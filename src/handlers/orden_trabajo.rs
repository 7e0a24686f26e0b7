use axum::{extract::{Path, State}, Json};
use axum::extract::Extension;
use chrono::Utc;
use crate::state::AppState;
use crate::error::AppError;
use crate::dtos::orden_trabajo::{
    FinalizarOrdenRequest, NuevaOrdenRequest, OrdenTrabajoResponse, OrdenesTrabajoResponse,
};
use crate::extract::AppJson;
use crate::middleware::auth::AuthContext;
use crate::models::orden_trabajo::{EstadoOrden, OrdenTrabajo};
use crate::repository::OrdenTrabajoStore;

/// Crear nueva orden de trabajo
#[utoipa::path(
    post,
    path = "/api/ordenesTrabajo/newOrden",
    tag = "Órdenes de Trabajo",
    security(("BearerAuth" = [])),
    request_body(content = NuevaOrdenRequest, description = "Datos de la nueva orden de trabajo"),
    responses(
        (status = 200, description = "Orden de trabajo creada exitosamente", body = OrdenTrabajoResponse),
        (status = 400, description = "Error en la solicitud o falta de campos requeridos"),
        (status = 401, description = "Token ausente o inválido"),
        (status = 404, description = "No se encontró el usuario o vehículo asociado"),
        (status = 500, description = "Error interno del servidor"),
    )
)]
pub async fn new_orden_trabajo(
    State(AppState { store, .. }): State<AppState>,
    Extension(auth): Extension<AuthContext>,
    AppJson(req): AppJson<NuevaOrdenRequest>,
) -> Result<Json<OrdenTrabajoResponse>, AppError> {
    let nueva = req.validate()?;
    if !is_valid_placa(&nueva.fk_id_vehiculo) {
        return Err(AppError::validation("fk_id_vehiculo no es una placa válida"));
    }

    if store.find_usuario(&nueva.fk_id_usuario_correo).await?.is_none() {
        return Err(AppError::not_found(format!(
            "No existe un usuario con el correo {}",
            nueva.fk_id_usuario_correo
        )));
    }

    if !store.vehiculo_exists(&nueva.fk_id_vehiculo).await? {
        return Err(AppError::not_found(format!(
            "No existe un vehículo con la placa {}",
            nueva.fk_id_vehiculo
        )));
    }

    let orden = store.create(nueva).await?;
    tracing::info!(
        id = orden.id_orden_trabajo,
        vehiculo = %orden.fk_id_vehiculo,
        creada_por = %auth.correo,
        "Work order created"
    );

    Ok(Json(OrdenTrabajoResponse {
        msg: "Orden de trabajo creada exitosamente".to_string(),
        orden,
    }))
}

/// Finalizar orden de trabajo
#[utoipa::path(
    put,
    path = "/api/ordenesTrabajo/finalizarOrden/{id_orden_trabajo}",
    tag = "Órdenes de Trabajo",
    security(("BearerAuth" = [])),
    params(("id_orden_trabajo" = i64, Path, description = "ID de la orden de trabajo a actualizar")),
    request_body(content = FinalizarOrdenRequest, description = "Datos para finalizar la orden de trabajo"),
    responses(
        (status = 200, description = "Orden de trabajo finalizada exitosamente", body = OrdenTrabajoResponse),
        (status = 400, description = "Id o cuerpo de la solicitud inválido"),
        (status = 401, description = "Token ausente o inválido"),
        (status = 404, description = "No se encontró la orden de trabajo especificada"),
        (status = 409, description = "La orden de trabajo no está aprobada"),
        (status = 500, description = "Error interno del servidor"),
    )
)]
pub async fn finalizar_orden_trabajo(
    State(AppState { store, .. }): State<AppState>,
    Path(id_orden_trabajo): Path<String>,
    AppJson(req): AppJson<FinalizarOrdenRequest>,
) -> Result<Json<OrdenTrabajoResponse>, AppError> {
    let id = parse_id(&id_orden_trabajo)?;

    let actual = find_orden(store.as_ref(), id).await?;
    let datos = req.validate()?;
    check_transition(&actual, EstadoOrden::Finalizada)?;

    let orden = store
        .finalizar(id, datos, Utc::now())
        .await?
        .ok_or_else(|| concurrent_change(id))?;
    tracing::info!(id, tiempo_ejecucion = ?orden.tiempo_ejecucion, "Work order finalized");

    Ok(Json(OrdenTrabajoResponse {
        msg: "Orden de trabajo finalizada exitosamente".to_string(),
        orden,
    }))
}

/// Aprobar orden de trabajo
#[utoipa::path(
    put,
    path = "/api/ordenesTrabajo/aprobarOrden/{id_orden_trabajo}",
    tag = "Órdenes de Trabajo",
    security(("BearerAuth" = [])),
    params(("id_orden_trabajo" = i64, Path, description = "ID de la orden de trabajo a actualizar")),
    responses(
        (status = 200, description = "Orden de trabajo aprobada exitosamente", body = OrdenTrabajoResponse),
        (status = 400, description = "Id de la orden de trabajo inválido"),
        (status = 401, description = "Token ausente, inválido o de un usuario eliminado"),
        (status = 404, description = "No se encontró la orden de trabajo especificada"),
        (status = 409, description = "La orden de trabajo no está pendiente"),
        (status = 500, description = "Error interno del servidor"),
    )
)]
pub async fn aprobar_orden_trabajo(
    State(AppState { store, .. }): State<AppState>,
    Extension(auth): Extension<AuthContext>,
    Path(id_orden_trabajo): Path<String>,
) -> Result<Json<OrdenTrabajoResponse>, AppError> {
    let id = parse_id(&id_orden_trabajo)?;

    let actual = find_orden(store.as_ref(), id).await?;
    check_transition(&actual, EstadoOrden::Aprobada)?;

    let orden = store
        .aprobar(id, &auth.correo, Utc::now())
        .await?
        .ok_or_else(|| concurrent_change(id))?;
    tracing::info!(id, aprobada_por = %auth.correo, rol = %auth.rol, "Work order approved");

    Ok(Json(OrdenTrabajoResponse {
        msg: "Orden de trabajo aprobada exitosamente".to_string(),
        orden,
    }))
}

/// Obtener órdenes de trabajo por estado
#[utoipa::path(
    get,
    path = "/api/ordenesTrabajo/getAll/{estado}",
    tag = "Órdenes de Trabajo",
    security(("BearerAuth" = [])),
    params(("estado" = String, Path, description = "Estado de las órdenes de trabajo a buscar: pendiente, aprobada o finalizada")),
    responses(
        (status = 200, description = "Órdenes de trabajo obtenidas exitosamente", body = OrdenesTrabajoResponse),
        (status = 400, description = "Falta el estado en la solicitud o es desconocido"),
        (status = 401, description = "Token ausente o inválido"),
        (status = 404, description = "No se encontraron órdenes de trabajo con ese estado"),
        (status = 500, description = "Error interno del servidor"),
    )
)]
pub async fn get_ordenes_by_estado(
    State(AppState { store, .. }): State<AppState>,
    Path(estado): Path<String>,
) -> Result<Json<OrdenesTrabajoResponse>, AppError> {
    if estado.trim().is_empty() {
        return Err(AppError::validation("El estado es requerido"));
    }
    let estado: EstadoOrden = estado.parse().map_err(AppError::validation)?;

    let ordenes_trabajo = store.list_by_estado(estado).await?;
    if ordenes_trabajo.is_empty() {
        return Err(AppError::not_found(format!(
            "No se encontraron órdenes de trabajo con estado {estado}"
        )));
    }

    Ok(Json(OrdenesTrabajoResponse { ordenes_trabajo }))
}

/// Obtener una orden de trabajo
#[utoipa::path(
    get,
    path = "/api/ordenesTrabajo/orden/{id_orden_trabajo}",
    tag = "Órdenes de Trabajo",
    security(("BearerAuth" = [])),
    params(("id_orden_trabajo" = i64, Path, description = "ID de la orden de trabajo a buscar")),
    responses(
        (status = 200, description = "Orden de trabajo obtenida exitosamente", body = OrdenTrabajo),
        (status = 400, description = "Falta el id en la solicitud"),
        (status = 401, description = "Token ausente o inválido"),
        (status = 404, description = "No se encontró la orden de trabajo con el id especificado"),
        (status = 500, description = "Error interno del servidor"),
    )
)]
pub async fn get_orden_by_id(
    State(AppState { store, .. }): State<AppState>,
    Path(id_orden_trabajo): Path<String>,
) -> Result<Json<OrdenTrabajo>, AppError> {
    let id = parse_id(&id_orden_trabajo)?;
    Ok(Json(find_orden(store.as_ref(), id).await?))
}

/// Obtener órdenes de trabajo por vehículo
#[utoipa::path(
    get,
    path = "/api/ordenesTrabajo/orden/vehiculo/{id_vehiculo}",
    tag = "Órdenes de Trabajo",
    security(("BearerAuth" = [])),
    params(("id_vehiculo" = String, Path, description = "Placa del vehículo para el cual se desean obtener las órdenes de trabajo")),
    responses(
        (status = 200, description = "Órdenes de trabajo obtenidas exitosamente", body = OrdenesTrabajoResponse),
        (status = 400, description = "La placa del vehículo es requerida o tiene un formato inválido"),
        (status = 401, description = "Token ausente o inválido"),
        (status = 404, description = "No se encontraron órdenes de trabajo asociadas a la placa del vehículo especificado"),
        (status = 500, description = "Error interno del servidor"),
    )
)]
pub async fn get_ordenes_by_vehiculo(
    State(AppState { store, .. }): State<AppState>,
    Path(id_vehiculo): Path<String>,
) -> Result<Json<OrdenesTrabajoResponse>, AppError> {
    if !is_valid_placa(&id_vehiculo) {
        return Err(AppError::validation(
            "La placa del vehículo es requerida o tiene un formato inválido",
        ));
    }

    let ordenes_trabajo = store.list_by_vehiculo(&id_vehiculo).await?;
    if ordenes_trabajo.is_empty() {
        return Err(AppError::not_found(format!(
            "No se encontraron órdenes de trabajo para el vehículo {id_vehiculo}"
        )));
    }

    Ok(Json(OrdenesTrabajoResponse { ordenes_trabajo }))
}

fn parse_id(raw: &str) -> Result<i64, AppError> {
    let raw = raw.trim();
    if raw.is_empty() {
        return Err(AppError::validation("El id de la orden de trabajo es requerido"));
    }
    match raw.parse::<i64>() {
        Ok(id) if id > 0 => Ok(id),
        _ => Err(AppError::validation(format!("Id de orden de trabajo inválido: {raw}"))),
    }
}

/// Plates are 3 to 10 ASCII letters, digits or dashes.
fn is_valid_placa(placa: &str) -> bool {
    (3..=10).contains(&placa.len())
        && placa.chars().all(|c| c.is_ascii_alphanumeric() || c == '-')
}

async fn find_orden(store: &dyn OrdenTrabajoStore, id: i64) -> Result<OrdenTrabajo, AppError> {
    store
        .find_by_id(id)
        .await?
        .ok_or_else(|| AppError::not_found(format!("No se encontró la orden de trabajo {id}")))
}

fn check_transition(orden: &OrdenTrabajo, destino: EstadoOrden) -> Result<(), AppError> {
    if destino.previo() == Some(orden.estado) {
        return Ok(());
    }
    tracing::warn!(
        id = orden.id_orden_trabajo,
        actual = %orden.estado,
        destino = %destino,
        "Rejected work order transition"
    );
    Err(AppError::conflict(format!(
        "La orden de trabajo {} está {} y no puede pasar a {}",
        orden.id_orden_trabajo, orden.estado, destino
    )))
}

fn concurrent_change(id: i64) -> AppError {
    tracing::warn!(id, "Work order changed state during update");
    AppError::conflict(format!("La orden de trabajo {id} fue modificada por otra solicitud"))
}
■ ■ ■
Copy out every line from the records that has the word "trim".

■ ANSWER FOR THE TASK:
    if estado.trim().is_empty() {
    let raw = raw.trim();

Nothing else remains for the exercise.